//! The document tree.
//!
//! Nodes live in one arena and are addressed by [`NodeId`]. Next to every
//! node the tree records its [`Shape`]: how a table or array came to exist.
//! The shape is what decides whether a later header or dotted key may
//! extend a table, and how the encoder writes it back out.

use std::fmt;

use crate::error::{Error, ErrorKind};
use crate::number::Integer;
use crate::span::Span;
use crate::time::Datetime;

#[cfg(test)]
#[path = "./tree_tests.rs"]
mod tests;

/// Tables with at least this many entries use a hash index for lookups.
const INDEXED_TABLE_THRESHOLD: usize = 6;

/// Index of a node in its [`Tree`].
#[derive(Clone, Copy, Debug, PartialEq, Eq, Hash, PartialOrd, Ord)]
pub struct NodeId(u32);

impl NodeId {
    pub(crate) const ROOT: NodeId = NodeId(0);

    #[inline]
    fn index(self) -> usize {
        self.0 as usize
    }
}

/// How a table came to be defined.
#[derive(Clone, Copy, Debug, PartialEq, Eq, Hash)]
pub enum TableKind {
    /// Declared by a `[header]`, or the document root.
    Explicit,
    /// Created as the parent of a dotted key, e.g. `a` in `a.b = 1`.
    KeyValueImplicit,
    /// Created as the parent of a header, e.g. `a` in `[a.b]`.
    TableImplicit,
    /// Written as `{ ... }`. Closed once written.
    Inline,
}

/// How an array came to be defined.
#[derive(Clone, Copy, Debug, PartialEq, Eq, Hash)]
pub enum ArrayKind {
    /// Written as `[ ... ]`. Closed once written.
    Regular,
    /// Built from `[[header]]` sections.
    ArrayOfTables,
}

/// Side metadata recorded for each node.
#[derive(Clone, Copy, Debug, PartialEq, Eq, Hash)]
pub enum Shape {
    Scalar,
    Table(TableKind),
    Array(ArrayKind),
}
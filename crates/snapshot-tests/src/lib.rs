#![allow(missing_docs)]

use codespan_reporting::diagnostic::{Diagnostic, Label};
use toml_lattice::{Config, Error, Item, Tree, ValueKind, Warning};

/// Decodes an inline document and asserts its JSON view against an inline
/// snapshot.
#[macro_export]
macro_rules! valid {
    ($name:ident, $toml:literal, @$snapshot:literal) => {
        #[test]
        fn $name() {
            let tree = $crate::decode_or_panic(stringify!($name), $toml);
            insta::assert_json_snapshot!(tree, @$snapshot);
        }
    };
}

/// Asserts that decoding fails with the given error code, and that the
/// rendered diagnostic carries that code.
#[macro_export]
macro_rules! invalid {
    ($name:ident, $toml:literal, $code:literal) => {
        #[test]
        fn $name() {
            let err = $crate::decode_err(stringify!($name), $toml);
            assert_eq!(err.kind.to_string(), $code);
            let file = $crate::File::new(stringify!($name), $toml);
            let rendered = $crate::emit_diags(&file, [err.to_diagnostic(())]);
            assert!(
                rendered.starts_with(concat!("error[", $code, "]")),
                "{rendered}"
            );
        }
    };
}

/// Asserts that encoding and decoding again yields an equal tree and that
/// a second encode is stable.
#[macro_export]
macro_rules! round_trip {
    ($name:ident, $toml:literal) => {
        #[test]
        fn $name() {
            let config = toml_lattice::Config::default();
            let first = $crate::decode_or_panic(stringify!($name), $toml);
            let text = toml_lattice::encode(&first, &config);
            let second = $crate::decode_or_panic(stringify!($name), &text);
            pretty_assertions::assert_eq!(
                format!("{:#?}", first.root()),
                format!("{:#?}", second.root())
            );
            assert!(first == second, "{text}");
            pretty_assertions::assert_eq!(toml_lattice::encode(&second, &config), text);
        }
    };
}

pub type File<'s> = codespan_reporting::files::SimpleFile<&'static str, &'s str>;

pub fn emit_diags(
    f: &File<'_>,
    error: impl IntoIterator<Item = Diagnostic<()>>,
) -> String {
    let mut output = codespan_reporting::term::termcolor::NoColor::new(Vec::new());

    for diag in error {
        codespan_reporting::term::emit_to_write_style(
            &mut output,
            &codespan_reporting::term::Config::default(),
            f,
            &diag,
        )
        .expect("failed to render diagnostic");
    }

    String::from_utf8(output.into_inner()).unwrap()
}

/// Decodes `toml` with every warning collected, panicking with rendered
/// diagnostics on failure.
pub fn decode_or_panic(name: &'static str, toml: &str) -> Tree {
    match toml_lattice::decode_with(toml, &Config::default(), &mut |_: Warning| {}) {
        Ok(tree) => tree,
        Err(err) => {
            let file = File::new(name, toml);
            let rendered = emit_diags(&file, [err.to_diagnostic(())]);
            panic!("unexpected decode error:\n{rendered}");
        }
    }
}

pub fn decode_err(name: &'static str, toml: &str) -> Error {
    match toml_lattice::decode_with(toml, &Config::default(), &mut |_: Warning| {}) {
        Ok(tree) => panic!("{name}: expected an error, decoded {:?}", tree.root()),
        Err(err) => err,
    }
}

/// Decodes `toml` and returns every warning delivered.
pub fn warnings(config: &Config, toml: &str) -> Vec<Warning> {
    let mut seen = Vec::new();
    toml_lattice::decode_with(toml, config, &mut |w: Warning| seen.push(w))
        .expect("failed to decode");
    seen
}

/// Adds a note labelled with the kind of every node under `val`.
pub fn collect_spans(key: &str, val: Item<'_>, diags: &mut Vec<Diagnostic<()>>) {
    let code = match val.kind() {
        ValueKind::String => "string",
        ValueKind::Integer => "integer",
        ValueKind::Float => "float",
        ValueKind::Boolean => "bool",
        ValueKind::Datetime => "datetime",
        ValueKind::Array => {
            if let Some(arr) = val.as_array() {
                for (i, v) in arr.iter().enumerate() {
                    collect_spans(&format!("{key}_{i}"), v, diags);
                }
            }
            "array"
        }
        ValueKind::Table => {
            if let Some(tab) = val.as_table() {
                for (k, v) in tab.iter() {
                    collect_spans(&format!("{key}_{}", k.name), v, diags);
                }
            }
            "table"
        }
    };

    diags.push(
        Diagnostic::note()
            .with_code(code)
            .with_message(key)
            .with_labels(vec![Label::primary((), val.span())]),
    );
}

════════════════════

## REQUIRED ACTION:
Return all data verbatim.

## EXPECTED ANSWER:
//! The document tree.
//!
//! Nodes live in one arena and are addressed by [`NodeId`]. Next to every
//! node the tree records its [`Shape`]: how a table or array came to exist.
//! The shape is what decides whether a later header or dotted key may
//! extend a table, and how the encoder writes it back out.

use std::fmt;

use crate::error::{Error, ErrorKind};
use crate::number::Integer;
use crate::span::Span;
use crate::time::Datetime;

#[cfg(test)]
#[path = "./tree_tests.rs"]
mod tests;

/// Tables with at least this many entries use a hash index for lookups.
const INDEXED_TABLE_THRESHOLD: usize = 6;

/// Index of a node in its [`Tree`].
#[derive(Clone, Copy, Debug, PartialEq, Eq, Hash, PartialOrd, Ord)]
pub struct NodeId(u32);

impl NodeId {
    pub(crate) const ROOT: NodeId = NodeId(0);

    #[inline]
    fn index(self) -> usize {
        self.0 as usize
    }
}

/// How a table came to be defined.
#[derive(Clone, Copy, Debug, PartialEq, Eq, Hash)]
pub enum TableKind {
    /// Declared by a `[header]`, or the document root.
    Explicit,
    /// Created as the parent of a dotted key, e.g. `a` in `a.b = 1`.
    KeyValueImplicit,
    /// Created as the parent of a header, e.g. `a` in `[a.b]`.
    TableImplicit,
    /// Written as `{ ... }`. Closed once written.
    Inline,
}

/// How an array came to be defined.
#[derive(Clone, Copy, Debug, PartialEq, Eq, Hash)]
pub enum ArrayKind {
    /// Written as `[ ... ]`. Closed once written.
    Regular,
    /// Built from `[[header]]` sections.
    ArrayOfTables,
}

/// Side metadata recorded for each node.
#[derive(Clone, Copy, Debug, PartialEq, Eq, Hash)]
pub enum Shape {
    Scalar,
    Table(TableKind),
    Array(ArrayKind),
}
filename crates/snapshot-tests/src/lib.rs
#![allow(missing_docs)]

use codespan_reporting::diagnostic::{Diagnostic, Label};
use toml_lattice::{Config, Error, Item, Tree, ValueKind, Warning};

/// Decodes an inline document and asserts its JSON view against an inline
/// snapshot.
#[macro_export]
macro_rules! valid {
    ($name:ident, $toml:literal, @$snapshot:literal) => {
        #[test]
        fn $name() {
            let tree = $crate::decode_or_panic(stringify!($name), $toml);
            insta::assert_json_snapshot!(tree, @$snapshot);
        }
    };
}

/// Asserts that decoding fails with the given error code, and that the
/// rendered diagnostic carries that code.
#[macro_export]
macro_rules! invalid {
    ($name:ident, $toml:literal, $code:literal) => {
        #[test]
        fn $name() {
            let err = $crate::decode_err(stringify!($name), $toml);
            assert_eq!(err.kind.to_string(), $code);
            let file = $crate::File::new(stringify!($name), $toml);
            let rendered = $crate::emit_diags(&file, [err.to_diagnostic(())]);
            assert!(
                rendered.starts_with(concat!("error[", $code, "]")),
                "{rendered}"
            );
        }
    };
}

/// Asserts that encoding and decoding again yields an equal tree and that
/// a second encode is stable.
#[macro_export]
macro_rules! round_trip {
    ($name:ident, $toml:literal) => {
        #[test]
        fn $name() {
            let config = toml_lattice::Config::default();
            let first = $crate::decode_or_panic(stringify!($name), $toml);
            let text = toml_lattice::encode(&first, &config);
            let second = $crate::decode_or_panic(stringify!($name), &text);
            pretty_assertions::assert_eq!(
                format!("{:#?}", first.root()),
                format!("{:#?}", second.root())
            );
            assert!(first == second, "{text}");
            pretty_assertions::assert_eq!(toml_lattice::encode(&second, &config), text);
        }
    };
}

pub type File<'s> = codespan_reporting::files::SimpleFile<&'static str, &'s str>;

pub fn emit_diags(
    f: &File<'_>,
    error: impl IntoIterator<Item = Diagnostic<()>>,
) -> String {
    let mut output = codespan_reporting::term::termcolor::NoColor::new(Vec::new());

    for diag in error {
        codespan_reporting::term::emit_to_write_style(
            &mut output,
            &codespan_reporting::term::Config::default(),
            f,
            &diag,
        )
        .expect("failed to render diagnostic");
    }

    String::from_utf8(output.into_inner()).unwrap()
}

/// Decodes `toml` with every warning collected, panicking with rendered
/// diagnostics on failure.
pub fn decode_or_panic(name: &'static str, toml: &str) -> Tree {
    match toml_lattice::decode_with(toml, &Config::default(), &mut |_: Warning| {}) {
        Ok(tree) => tree,
        Err(err) => {
            let file = File::new(name, toml);
            let rendered = emit_diags(&file, [err.to_diagnostic(())]);
            panic!("unexpected decode error:\n{rendered}");
        }
    }
}

pub fn decode_err(name: &'static str, toml: &str) -> Error {
    match toml_lattice::decode_with(toml, &Config::default(), &mut |_: Warning| {}) {
        Ok(tree) => panic!("{name}: expected an error, decoded {:?}", tree.root()),
        Err(err) => err,
    }
}

/// Decodes `toml` and returns every warning delivered.
pub fn warnings(config: &Config, toml: &str) -> Vec<Warning> {
    let mut seen = Vec::new();
    toml_lattice::decode_with(toml, config, &mut |w: Warning| seen.push(w))
        .expect("failed to decode");
    seen
}

/// Adds a note labelled with the kind of every node under `val`.
pub fn collect_spans(key: &str, val: Item<'_>, diags: &mut Vec<Diagnostic<()>>) {
    let code = match val.kind() {
        ValueKind::String => "string",
        ValueKind::Integer => "integer",
        ValueKind::Float => "float",
        ValueKind::Boolean => "bool",
        ValueKind::Datetime => "datetime",
        ValueKind::Array => {
            if let Some(arr) = val.as_array() {
                for (i, v) in arr.iter().enumerate() {
                    collect_spans(&format!("{key}_{i}"), v, diags);
                }
            }
            "array"
        }
        ValueKind::Table => {
            if let Some(tab) = val.as_table() {
                for (k, v) in tab.iter() {
                    collect_spans(&format!("{key}_{}", k.name), v, diags);
                }
            }
            "table"
        }
    };

    diags.push(
        Diagnostic::note()
            .with_code(code)
            .with_message(key)
            .with_labels(vec![Label::primary((), val.span())]),
    );
}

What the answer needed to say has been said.